I breathed in deeply. “River.”
I rotated the ring nervously in my other hand when River sucked in a gasping breath.
“River,” I started again, “before you crashed into my life, the thought of being on my knees in this cage meant weakness, submission, defeat.”
River stared down sweetly at me as I gained the courage to continue.
“I thought I always had to be standing tall in here, strong and proud and victorious,” I said, my voice soft. “I thought I would never willingly drop down onto my knees.”
“Declan…” River whispered.
“But you’ve shown me that there is a different kind of strength than muscles and brutality, and that’s the strength of kindness. You’ve shown me that there is a different kind of victory than an arm raised high in a cage, and that’s the victory of devotion. You’ve shown me that there is a different kind of success than money and fame and silly plastic belts, and that’s the kind of success I want, that I hope you’ll give me here tonight.”
River’s eyes were shining in the candlelight. Her fingers squeezed mine.
I squeezed hers. My voice wavered a bit as I continued, but I no longer cared. “The only I title I care about now is the title of having the gentlest touch on a Sunday morning, the title of bringing you the best pancakes in bed. Of making you the richest chicken soup when you’re sick and cracking the lamest jokes when you’re sad. I want the title of best shoulder to cry on, best lover, best dance partner in the rain.”
A tear ran down River’s cheek as she laughed. She quickly caught it and smiled down at me.

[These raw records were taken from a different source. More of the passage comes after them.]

//! Property tests for the ordering guarantees of the key encodings.
//!
//! 1. Decoding an encoding yields the original value.
//! 2. Byte order of two encodings equals the order of the values they encode.
//! 3. The encoding of a composite's first component is a prefix of the composite's encoding.

use crate::types::{
    DbCompositeKey, DbInt, DbLong, DbShort, DbString, DbTenantAwareKey, Deser, Prefix, Ser,
};
use proptest::prelude::*;

fn arb_composite() -> impl Strategy<Value = DbCompositeKey<DbLong, DbString>> {
    (any::<i64>(), "[a-z]{0,6}")
        .prop_map(|(long, s)| DbCompositeKey::new(DbLong::from(long), DbString::from(s)))
}

proptest! {
    #[test]
    fn short_order(a in any::<i16>(), b in any::<i16>()) {
        let a_buf = DbShort::from(a).ser_solo().unwrap();
        let b_buf = DbShort::from(b).ser_solo().unwrap();
        prop_assert_eq!(a.cmp(&b), a_buf.cmp(&b_buf));
    }

    #[test]
    fn int_order(a in any::<i32>(), b in any::<i32>()) {
        let a_buf = DbInt::from(a).ser_solo().unwrap();
        let b_buf = DbInt::from(b).ser_solo().unwrap();
        prop_assert_eq!(a.cmp(&b), a_buf.cmp(&b_buf));
        prop_assert_eq!(a, DbInt::deser_solo(&a_buf).unwrap().value());
    }

    #[test]
    fn long_order(a in any::<i64>(), b in any::<i64>()) {
        let a_buf = DbLong::from(a).ser_solo().unwrap();
        let b_buf = DbLong::from(b).ser_solo().unwrap();
        prop_assert_eq!(a.cmp(&b), a_buf.cmp(&b_buf));
        prop_assert_eq!(b, DbLong::deser_solo(&b_buf).unwrap().value());
    }

    #[test]
    fn string_order(a in "[a-c]{0,4}", b in "[a-c]{0,4}") {
        let a = DbString::from(a.as_str());
        let b = DbString::from(b.as_str());
        prop_assert_eq!(a.cmp(&b), a.ser_solo().unwrap().cmp(&b.ser_solo().unwrap()));
    }

    #[test]
    fn composite_order(a in arb_composite(), b in arb_composite()) {
        let a_buf = a.ser_solo().unwrap();
        let b_buf = b.ser_solo().unwrap();
        prop_assert_eq!(a.cmp(&b), a_buf.cmp(&b_buf));
        prop_assert_eq!(&a, &DbCompositeKey::deser_solo(&a_buf).unwrap());
    }

    #[test]
    fn composite_prefix(key in arb_composite()) {
        let buf = key.ser_solo().unwrap();
        let first = key.first.ser_solo().unwrap();
        prop_assert!(buf.starts_with(&first));
    }

    #[test]
    fn tenant_prefix_groups_tenants(
        tenant in "[a-z]{1,4}",
        long in any::<i64>(),
        other_tenant in "[a-z]{1,4}",
        other_long in any::<i64>(),
    ) {
        let key = DbTenantAwareKey::<_, Prefix>::new(tenant.as_str(), DbLong::from(long));
        let other =
            DbTenantAwareKey::<_, Prefix>::new(other_tenant.as_str(), DbLong::from(other_long));
        let tenant_prefix = DbString::from(tenant.as_str()).ser_solo().unwrap();
        let buf = key.ser_solo().unwrap();
        let other_buf = other.ser_solo().unwrap();

        prop_assert!(buf.starts_with(&tenant_prefix));
        prop_assert_eq!(tenant == other_tenant, other_buf.starts_with(&tenant_prefix));
    }
}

“The only title I want now…” I paused as I held out the vintage ring I’d bought for River in Dublin, “…is the title of husband.”
I breathed in deeply for the first time in a long time, because I was finally free.
“Marry me?”
Epilogue
River
Several years later…
“Declan! Declan, over here!”
The bright flash of lights from the line of cameras blinded me, but Declan’s arm around me comforted me like nothing ever could. I smiled up at him and laid my hand on his baby-blue sweatshirt; we were long past dressing up in constricting suits and skin-tight dresses for public events. I was wearing a tulle skirt painted with wildflowers local to Ireland that I found in the same vintage store where Declan bought the ring I wore on my left hand. We promised each other to always be ourselves and ourselves alone…the world be damned.